La note moyenne de l’OCRCVM est passée de 7,5 à 6,7 (sur 10) de 2019 à 2020. Cette baisse de 0,8 point est la plus importante diminution de la note moyenne enregistrée par un régulateur de notre tableau (voir en page 14). De 2019 à 2020, la note moyenne des autres régulateurs a baissé de 0,2 à 0,7 point, selon le secteur.

À 6,7 sur 10, la note de l’OCRCVM reste supérieure à celle qu’il a obtenue en 2017 (6,4/10), au moment où les services de conformité implantaient la phase 2 du Modèle de relation client-conseiller (MRCC 2), avec son lot de difficultés technologiques.

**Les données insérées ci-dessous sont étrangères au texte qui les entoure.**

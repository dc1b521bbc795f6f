//! Influence measures.

use faer::Col;

/// Cook's distance for each observation.
///
/// D_i = (e_i² / (p * MSE)) * (h_ii / (1 - h_ii)²), with p the number of
/// parameters including the intercept.
pub fn cooks_distance(
    residuals: &Col<f64>,
    leverage: &Col<f64>,
    mse: f64,
    n_params: usize,
) -> Col<f64> {
    let n = residuals.nrows();

    if mse <= 0.0 || !mse.is_finite() || n_params == 0 {
        return Col::from_fn(n, |_| f64::NAN);
    }

    Col::from_fn(n, |i| {
        let e_i = residuals[i];
        let h_ii = leverage[i];
        let one_minus_h = 1.0 - h_ii;
        if one_minus_h <= 1e-12 {
            return f64::NAN;
        }

        let d_i = (e_i * e_i / (n_params as f64 * mse)) * (h_ii / (one_minus_h * one_minus_h));
        if d_i.is_finite() {
            d_i.max(0.0)
        } else {
            f64::NAN
        }
    })
}

/// Indices with D_i above `threshold`, by default 4/n.
pub fn influential_cooks(cooks_d: &Col<f64>, threshold: Option<f64>) -> Vec<usize> {
    let n = cooks_d.nrows();
    let cutoff = threshold.unwrap_or(4.0 / n as f64);

    cooks_d
        .iter()
        .enumerate()
        .filter(|(_, &d)| d.is_finite() && d > cutoff)
        .map(|(i, _)| i)
        .collect()
}

#[cfg(test)]
mod tests {
    use super::*;

    #[test]
    fn test_cooks_distance_formula() {
        let e = Col::from_fn(2, |i| if i == 0 { 2.0 } else { 0.0 });
        let h = Col::from_fn(2, |_| 0.5);
        let d = cooks_distance(&e, &h, 1.0, 2);

        // (4 / 2) * (0.5 / 0.25)
        assert!((d[0] - 4.0).abs() < 1e-12);
        assert_eq!(d[1], 0.0);
    }

    #[test]
    fn test_cooks_distance_undefined_variance() {
        let e = Col::from_fn(3, |_| 1.0);
        let h = Col::from_fn(3, |_| 0.3);
        assert!(cooks_distance(&e, &h, 0.0, 2).iter().all(|d| d.is_nan()));
    }

    #[test]
    fn test_influential_cooks_default_cutoff() {
        let d = Col::from_fn(8, |i| if i == 5 { 0.9 } else { 0.01 });
        assert_eq!(influential_cooks(&d, None), vec![5]);
        assert_eq!(influential_cooks(&d, Some(1.0)), Vec::<usize>::new());
    }
}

L’OCRCVM obtient ses pires notes pour sa sensibilité aux préoccupations des petites firmes, le fardeau de sa réglementation pour les firmes et les représentants, ses frais imposés à l’industrie et sa considération de l’impact financier de ses politiques.

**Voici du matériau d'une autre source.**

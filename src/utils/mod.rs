//! Shared numeric helpers.

mod matrix;
pub mod serde_float;

pub use matrix::{
    center_columns, center_vector, column, detect_constant_columns, drop_column, select_columns,
    with_intercept_column,
};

Fait nouveau en 2020, l’OCRCVM obtient sa pire note (5,9, par rapport à 7,4 en 2019) pour sa capacité à intervenir de façon proactive en cas de comportements déviants. Difficile de cibler un événement qui explique cette baisse.

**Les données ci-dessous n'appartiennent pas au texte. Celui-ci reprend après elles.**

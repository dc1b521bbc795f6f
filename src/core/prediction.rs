//! Prediction types for interval estimation.

use faer::Col;
use serde::{Deserialize, Serialize};

/// Type of interval to compute around a prediction.
#[derive(Debug, Clone, Copy, PartialEq, Eq, Default, Serialize, Deserialize)]
pub enum IntervalType {
    /// Interval for the mean response at x₀; covers coefficient uncertainty only.
    Confidence,

    /// Interval for a single new observation at x₀; adds the residual variance.
    #[default]
    Prediction,
}

/// Point predictions with optional interval bounds.
#[derive(Debug, Clone)]
pub struct PredictionResult {
    /// Point predictions.
    pub fit: Col<f64>,
    /// Lower bounds of the interval.
    pub lower: Col<f64>,
    /// Upper bounds of the interval.
    pub upper: Col<f64>,
    /// Standard errors of predictions.
    pub se: Col<f64>,
}

impl PredictionResult {
    /// Point predictions only; bounds collapse onto the fit and se is zero.
    pub fn point_only(fit: Col<f64>) -> Self {
        let n = fit.nrows();
        Self {
            lower: fit.clone(),
            upper: fit.clone(),
            se: Col::zeros(n),
            fit,
        }
    }

    /// Create a new prediction result with intervals.
    pub fn with_intervals(fit: Col<f64>, lower: Col<f64>, upper: Col<f64>, se: Col<f64>) -> Self {
        Self {
            fit,
            lower,
            upper,
            se,
        }
    }

    /// Number of predictions.
    pub fn len(&self) -> usize {
        self.fit.nrows()
    }

    /// Returns true if there are no predictions.
    pub fn is_empty(&self) -> bool {
        self.fit.nrows() == 0
    }

    /// `(fit, lower, upper)` for one prediction.
    pub fn row(&self, i: usize) -> (f64, f64, f64) {
        (self.fit[i], self.lower[i], self.upper[i])
    }
}

#[cfg(test)]
mod tests {
    use super::*;

    #[test]
    fn test_point_only_collapses_bounds() {
        let pred = PredictionResult::point_only(Col::from_fn(3, |i| i as f64));
        assert_eq!(pred.len(), 3);
        assert_eq!(pred.row(2), (2.0, 2.0, 2.0));
        assert_eq!(pred.se[1], 0.0);
    }

    #[test]
    fn test_default_interval_type() {
        assert_eq!(IntervalType::default(), IntervalType::Prediction);
    }
}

«Ça m’étonne, car en général, les conseillers ou les firmes vont reprocher aux organismes de réglementation de traiter rapidement ces comportements et avec une perspective négative : à la moindre incartade, on se fait traiter sévèrement», dit Richard Legault, chef de Gestion de patrimoine TelosTouch.

Selon lui, on devrait plutôt traiter durement les fautifs récidivistes, mais considérer d’emblée les firmes et les conseillers comme bien intentionnés.

La longueur du processus d’enquête de l’OCRCVM afin de s’assurer qu’il y a réellement eu comportement déviant pourrait expliquer l’exaspération de répondants qui ont peut-être été témoins de tels comportements, d’après Richard Legault. «Une suspension, ça devient public. On ne peut pas se permettre de passer à l’action rapidement sans être bien certain, car ça peut causer beaucoup de tort si la personne n’est pas coupable.»

Colette Arcidiacono, qui a travaillé une quinzaine d’années à l’OCRCVM, notamment dans le service de mise en application, ne comprend pas la note sévère pour ce critère. «On essaie vraiment d’éliminer de l’industrie les représentants qui ont des comportements déviants. Mais il faut en faire la preuve, et ce n’est pas toujours évident», dit la présidente de la firme de formation Conformité 101.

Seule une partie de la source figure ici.